(Recorded data)
== Segment start ==
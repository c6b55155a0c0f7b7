use crate::error::Error;
use crate::event::{Event, EventSink};
use crate::protocol::{DfuLink, DfuState, STATUS_OK};
use crate::session::CancelToken;
use crate::transport::ControlTransport;
use crate::wire::FunctionalDescriptor;
use alloc::vec::Vec;

/// The plain DFU 1.1 engine
///
/// Drives uploads (device-to-host) and downloads (host-to-device)
/// against an already-claimed DFU interface. The DfuSe engine layers
/// address targeting on top of this.
pub struct DfuEngine<'a, T: ControlTransport> {
    pub(crate) link: DfuLink<'a, T>,
    pub(crate) functional: FunctionalDescriptor,
    pub(crate) cancel: CancelToken,
}

impl<'a, T: ControlTransport> DfuEngine<'a, T> {
    pub fn new(
        link: DfuLink<'a, T>,
        functional: FunctionalDescriptor,
        cancel: CancelToken,
    ) -> Self {
        Self {
            link,
            functional,
            cancel,
        }
    }

    pub(crate) async fn check_cancel(&self) -> Result<(), Error> {
        if self.cancel.is_cancelled() {
            // Best effort: the device may already be unreachable
            let _ = self.link.abort_to_idle().await;
            return Err(Error::Cancelled);
        }
        Ok(())
    }

    /// Read the device's firmware image
    ///
    /// UPLOAD requests are issued with incrementing block numbers until
    /// the device returns a short block, or until `max_size` bytes have
    /// arrived — in which case the device is still in dfuUPLOAD-IDLE
    /// and must be aborted back to idle.
    pub async fn read(
        &self,
        xfer_size: u16,
        max_size: Option<usize>,
        events: &mut impl EventSink,
    ) -> Result<Vec<u8>, Error> {
        self.read_from_block(0, xfer_size, max_size, events).await
    }

    pub(crate) async fn read_from_block(
        &self,
        first_block: u16,
        xfer_size: u16,
        max_size: Option<usize>,
        events: &mut impl EventSink,
    ) -> Result<Vec<u8>, Error> {
        let mut image = Vec::new();
        if max_size == Some(0) {
            return Ok(image);
        }

        let mut block = first_block;
        loop {
            self.check_cancel().await?;
            let want = match max_size {
                Some(max) => {
                    xfer_size.min((max - image.len()).min(0xFFFF) as u16)
                }
                None => xfer_size,
            };
            let data = self.link.read_block(block, want).await?;
            let short = data.len() < want as usize;
            image.extend_from_slice(&data);
            events.on_event(Event::Progress {
                done: image.len(),
                total: max_size,
            });
            block = block.wrapping_add(1);

            if short {
                break;
            }
            if let Some(max) = max_size {
                if image.len() >= max {
                    self.link.abort_to_idle().await?;
                    break;
                }
            }
        }
        Ok(image)
    }

    /// Write a firmware image and see it through manifestation
    ///
    /// The image goes down in `xfer_size` chunks with consecutive block
    /// numbers, each polled to dfuDNLOAD-IDLE; a zero-length DNLOAD
    /// then commits it. A manifestation-tolerant device is polled back
    /// to idle (or to dfuMANIFEST-WAIT-RESET, which means it lied about
    /// tolerance and will drop off the bus); an intolerant one gets a
    /// single GET_STATUS nudge whose failure is expected. Finally the
    /// device is reset.
    pub async fn write(
        &self,
        xfer_size: u16,
        data: &[u8],
        events: &mut impl EventSink,
    ) -> Result<(), Error> {
        events.on_event(Event::WriteStart);
        let total = data.len();
        let mut block: u16 = 0;
        let mut sent = 0;

        for chunk in data.chunks(usize::from(xfer_size)) {
            self.check_cancel().await?;
            self.link.write_block(block, chunk).await?;
            self.link.poll_until_idle("write").await?;
            sent += chunk.len();
            block = block.wrapping_add(1);
            events.on_event(Event::WriteProgress { done: sent, total });
        }

        // Zero-length block: "that was the whole image"
        self.link.write_block(block, &[]).await?;
        self.manifest().await?;
        events.on_event(Event::WriteEnd { total: sent });
        self.reset().await
    }

    async fn manifest(&self) -> Result<(), Error> {
        if self.functional.manifestation_tolerant {
            let report = self
                .link
                .poll_until(|s| {
                    s == DfuState::Idle || s == DfuState::ManifestWaitReset
                })
                .await?;
            if report.state == DfuState::Error
                || report.status != STATUS_OK
            {
                return Err(Error::Protocol {
                    state: report.state,
                    status: report.status,
                    phase: "manifest",
                });
            }
        } else {
            // One status read kicks off manifestation; the device is
            // allowed to vanish instead of answering.
            let _ = self.link.get_status().await;
        }
        Ok(())
    }

    /// Reset the device, treating "it already left" as success
    pub(crate) async fn reset(&self) -> Result<(), Error> {
        match self.link.transport().reset().await {
            Ok(()) => Ok(()),
            Err(e) if e.is_device_gone() => Ok(()),
            Err(e) => Err(Error::Transport(e)),
        }
    }
}

#[cfg(all(test, feature = "std"))]
#[path = "tests/dfu.rs"]
mod tests;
== Segment end ==
*Exercise goal*.
Taking the entries above, restate exactly those lines that fall between the line with "use crate::transport::ControlTransport;" and the line with "let mut image = Vec::new();", keeping both of those lines too.

*Finished exercise*.
use crate::transport::ControlTransport;
use crate::wire::FunctionalDescriptor;
use alloc::vec::Vec;

/// The plain DFU 1.1 engine
///
/// Drives uploads (device-to-host) and downloads (host-to-device)
/// against an already-claimed DFU interface. The DfuSe engine layers
/// address targeting on top of this.
pub struct DfuEngine<'a, T: ControlTransport> {
    pub(crate) link: DfuLink<'a, T>,
    pub(crate) functional: FunctionalDescriptor,
    pub(crate) cancel: CancelToken,
}

impl<'a, T: ControlTransport> DfuEngine<'a, T> {
    pub fn new(
        link: DfuLink<'a, T>,
        functional: FunctionalDescriptor,
        cancel: CancelToken,
    ) -> Self {
        Self {
            link,
            functional,
            cancel,
        }
    }

    pub(crate) async fn check_cancel(&self) -> Result<(), Error> {
        if self.cancel.is_cancelled() {
            // Best effort: the device may already be unreachable
            let _ = self.link.abort_to_idle().await;
            return Err(Error::Cancelled);
        }
        Ok(())
    }

    /// Read the device's firmware image
    ///
    /// UPLOAD requests are issued with incrementing block numbers until
    /// the device returns a short block, or until `max_size` bytes have
    /// arrived — in which case the device is still in dfuUPLOAD-IDLE
    /// and must be aborted back to idle.
    pub async fn read(
        &self,
        xfer_size: u16,
        max_size: Option<usize>,
        events: &mut impl EventSink,
    ) -> Result<Vec<u8>, Error> {
        self.read_from_block(0, xfer_size, max_size, events).await
    }

    pub(crate) async fn read_from_block(
        &self,
        first_block: u16,
        xfer_size: u16,
        max_size: Option<usize>,
        events: &mut impl EventSink,
    ) -> Result<Vec<u8>, Error> {
        let mut image = Vec::new();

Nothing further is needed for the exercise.